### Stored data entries
▽
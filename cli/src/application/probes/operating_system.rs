//! Distribution and version support matrix.

use anyhow::Result;

use crate::domain::host::is_supported_os;
use crate::domain::{HostSnapshot, ProbeVerdict};

/// # Errors
///
/// Returns an error if the version in the snapshot is not numeric.
pub fn check(host: &HostSnapshot) -> Result<ProbeVerdict> {
    if is_supported_os(host)? {
        Ok(ProbeVerdict::pass_with(format!(
            "Operating system supported: {}",
            host.pretty_name
        )))
    } else {
        Ok(ProbeVerdict::fail(format!(
            "Unsupported operating system: {}",
            host.pretty_name
        )))
    }
}
//! Application service: host validation use-case.
//!
//! Imports only from `crate::domain` and `crate::application::ports`.
//! All I/O is routed through injected port traits.

use std::future::{Future, ready};
use std::path::Path;

use anyhow::{Context, Result};
use preingest_common::{ConfigMode, Outcome, ValidationReport, ValidationResult};
use serde_json::Value;

use crate::application::ports::{HostFilesystem, HostSystem, MetadataClient, ProgressReporter};
use crate::application::probes::{
    enhanced_networking, free_disk_space, instance_profile, operating_system, repo_access,
    ssh_configuration, ssm_agent, third_party_software,
};
use crate::domain::error::ConfigError;
use crate::domain::host::{OsRelease, parse_os_release};
use crate::domain::probe::{
    BasicParams, FreeDiskSpaceParams, InstanceProfileParams, ProbeParams,
    ThirdPartySoftwareParams,
};
use crate::domain::{
    HostSnapshot, ProbeDescriptor, ProbeKind, ProbeOverrides, ProbeVerdict, summarize,
};

const OS_RELEASE_PATHS: &[&str] = &["/etc/os-release", "/usr/lib/os-release"];
const KERNEL_RELEASE_PATH: &str = "/proc/sys/kernel/osrelease";

/// Result of a validation run.
#[derive(Debug)]
pub enum ValidationRun {
    /// The operating system gate did not pass; no other probe ran.
    Gated(ValidationReport),
    /// Every registered probe ran.
    Completed(ValidationReport),
}

impl ValidationRun {
    #[must_use]
    pub fn report(&self) -> &ValidationReport {
        match self {
            Self::Gated(report) | Self::Completed(report) => report,
        }
    }

    /// Process exit status for this run, taken from the final result.
    ///
    /// A gate that failed its check exits 2; a gate that could not decide
    /// exits 1 like any other error.
    #[must_use]
    pub fn exit_code(&self) -> i32 {
        self.report().summary.final_result.exit_code()
    }
}

/// Gather the host facts every probe reads.
///
/// # Errors
///
/// Returns an error if neither os-release file nor the kernel release can be
/// read.
pub async fn collect_snapshot(
    host: &(impl HostFilesystem + MetadataClient),
) -> Result<HostSnapshot> {
    let release = read_os_release(host)?;
    let kernel_release = host
        .read_to_string(Path::new(KERNEL_RELEASE_PATH))
        .context("cannot determine kernel release")?;
    let is_ec2 = match host.get("").await {
        Ok(ok) => ok,
        Err(e) => {
            tracing::debug!(error = %e, "metadata endpoint unreachable");
            false
        }
    };
    let snapshot = HostSnapshot::from_os_release(&release, &kernel_release, is_ec2);
    tracing::info!(
        distribution = %snapshot.distribution,
        major = %snapshot.major_version,
        minor = %snapshot.minor_version,
        kernel = %snapshot.kernel_release,
        is_ec2,
        "host snapshot collected"
    );
    Ok(snapshot)
}

fn read_os_release(fs: &impl HostFilesystem) -> Result<OsRelease> {
    let mut last_error = None;
    for path in OS_RELEASE_PATHS {
        match fs.read_to_string(Path::new(path)) {
            Ok(contents) => return Ok(parse_os_release(&contents)),
            Err(e) => last_error = Some(e),
        }
    }
    Err(last_error
        .unwrap_or_else(|| anyhow::anyhow!("no os-release path configured"))
        .context("cannot determine operating system"))
}

/// Run the operating system probe with its defaults.
///
/// Returns the outcome when it did not pass.
#[must_use]
pub fn run_os_gate(snapshot: &HostSnapshot) -> Option<Outcome> {
    let descriptor = ProbeDescriptor::new(ProbeKind::OperatingSystem);
    let verdict = operating_system::check(snapshot).unwrap_or_else(verdict_from_error);
    let outcome = descriptor.outcome(verdict, ConfigMode::Default);
    if outcome.result == ValidationResult::Pass {
        None
    } else {
        tracing::warn!(result = %outcome.result, "operating system gate not passed");
        Some(outcome)
    }
}

/// Run every probe of `registry` in order.
///
/// `overrides` is `None` when no config file was found; every probe then runs
/// with its defaults. Probe failures never abort the run; they become
/// outcomes.
pub async fn run_validation(
    registry: &[ProbeDescriptor],
    overrides: Option<&ProbeOverrides>,
    snapshot: &HostSnapshot,
    host: &impl HostSystem,
    reporter: &impl ProgressReporter,
) -> Vec<Outcome> {
    let mut outcomes = Vec::with_capacity(registry.len());
    for descriptor in registry {
        reporter.step(&format!("validating {}...", descriptor.name.to_lowercase()));
        let outcome = run_probe(descriptor, overrides, snapshot, host).await;
        tracing::info!(probe = descriptor.id, result = %outcome.result, "probe finished");
        if outcome.result == ValidationResult::Error {
            reporter.warn(&format!("{} could not be validated", descriptor.name));
        }
        outcomes.push(outcome);
    }
    reporter.success(&format!("{} validations run", outcomes.len()));
    outcomes
}

/// Gate, then run the registry and summarize.
///
/// # Errors
///
/// Returns an error if the host snapshot cannot be collected.
pub async fn validate_host(
    registry: &[ProbeDescriptor],
    overrides: Option<&ProbeOverrides>,
    host: &impl HostSystem,
    reporter: &impl ProgressReporter,
) -> Result<ValidationRun> {
    reporter.step("collecting host facts...");
    let snapshot = collect_snapshot(host).await?;

    if let Some(gate) = run_os_gate(&snapshot) {
        return Ok(ValidationRun::Gated(build_report(vec![gate])));
    }

    let outcomes = run_validation(registry, overrides, &snapshot, host, reporter).await;
    Ok(ValidationRun::Completed(build_report(outcomes)))
}

/// Summarize outcomes into a report, ordered for display.
///
/// Outcomes are stably sorted by result (Error, Fail, Not Run, Pass), so
/// probes with the same result keep their run order.
#[must_use]
pub fn build_report(mut outcomes: Vec<Outcome>) -> ValidationReport {
    outcomes.sort_by_key(|o| o.result);
    ValidationReport {
        summary: summarize(&outcomes),
        outcomes,
    }
}

async fn run_probe(
    descriptor: &ProbeDescriptor,
    overrides: Option<&ProbeOverrides>,
    snapshot: &HostSnapshot,
    host: &impl HostSystem,
) -> Outcome {
    let section = match overrides {
        None => None,
        Some(overrides) => match overrides.section(descriptor.id) {
            Some(section) => Some(section),
            None => {
                let err = ConfigError::MissingSection {
                    probe: descriptor.id.to_string(),
                    defaults: descriptor.defaults_json(),
                };
                return config_error_outcome(descriptor, &err);
            }
        },
    };

    match descriptor.kind {
        ProbeKind::EnhancedNetworking => {
            execute(descriptor, section, |_: BasicParams| {
                ready(enhanced_networking::check(host, snapshot))
            })
            .await
        }
        ProbeKind::FreeDiskSpace => {
            execute(descriptor, section, |p: FreeDiskSpaceParams| {
                free_disk_space::check(host, p.min_gb)
            })
            .await
        }
        ProbeKind::ThirdPartySoftware => {
            execute(descriptor, section, |p: ThirdPartySoftwareParams| {
                ready(third_party_software::check(
                    host,
                    p.custom_software_list.as_deref(),
                ))
            })
            .await
        }
        ProbeKind::OperatingSystem => {
            execute(descriptor, section, |_: BasicParams| {
                ready(operating_system::check(snapshot))
            })
            .await
        }
        ProbeKind::SshConfiguration => {
            execute(descriptor, section, |_: BasicParams| {
                ready(ssh_configuration::check(host))
            })
            .await
        }
        ProbeKind::RepoAccess => {
            execute(descriptor, section, |_: BasicParams| {
                repo_access::check(host, snapshot)
            })
            .await
        }
        ProbeKind::InstanceProfile => {
            execute(descriptor, section, |p: InstanceProfileParams| async move {
                instance_profile::check(host, snapshot, &p.role_name).await
            })
            .await
        }
        ProbeKind::SsmAgent => {
            execute(descriptor, section, |_: BasicParams| {
                ssm_agent::check(host, snapshot)
            })
            .await
        }
    }
}

/// Decode parameters, honour `enabled`, run `body`, and build the outcome.
async fn execute<P, F, Fut>(
    descriptor: &ProbeDescriptor,
    section: Option<&Value>,
    body: F,
) -> Outcome
where
    P: ProbeParams,
    F: FnOnce(P) -> Fut,
    Fut: Future<Output = Result<ProbeVerdict>>,
{
    let (params, mode) = match descriptor.resolve_params::<P>(section) {
        Ok(resolved) => resolved,
        Err(e) => return config_error_outcome(descriptor, &e),
    };
    if !params.enabled() {
        return Outcome::not_run(descriptor.name, descriptor.enforcement);
    }
    let verdict = body(params).await.unwrap_or_else(verdict_from_error);
    descriptor.outcome(verdict, mode)
}

fn verdict_from_error(e: anyhow::Error) -> ProbeVerdict {
    tracing::debug!(error = %format!("{e:#}"), "probe error");
    ProbeVerdict::unsupported(format!("{e:#}"))
}

fn config_error_outcome(descriptor: &ProbeDescriptor, err: &ConfigError) -> Outcome {
    tracing::warn!(probe = descriptor.id, error = %err, "config section rejected");
    let mut outcome = Outcome::new(descriptor.name, descriptor.enforcement, ValidationResult::Error)
        .with_message(err.to_string());
    outcome.verbose_message = err.verbose_message();
    outcome
}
△
### DIRECTIONS
Copy every line in the records above that contains the word "warn".

### TASK ANSWER
        tracing::warn!(result = %outcome.result, "operating system gate not passed");
            reporter.warn(&format!("{} could not be validated", descriptor.name));
    tracing::warn!(probe = descriptor.id, error = %err, "config section rejected");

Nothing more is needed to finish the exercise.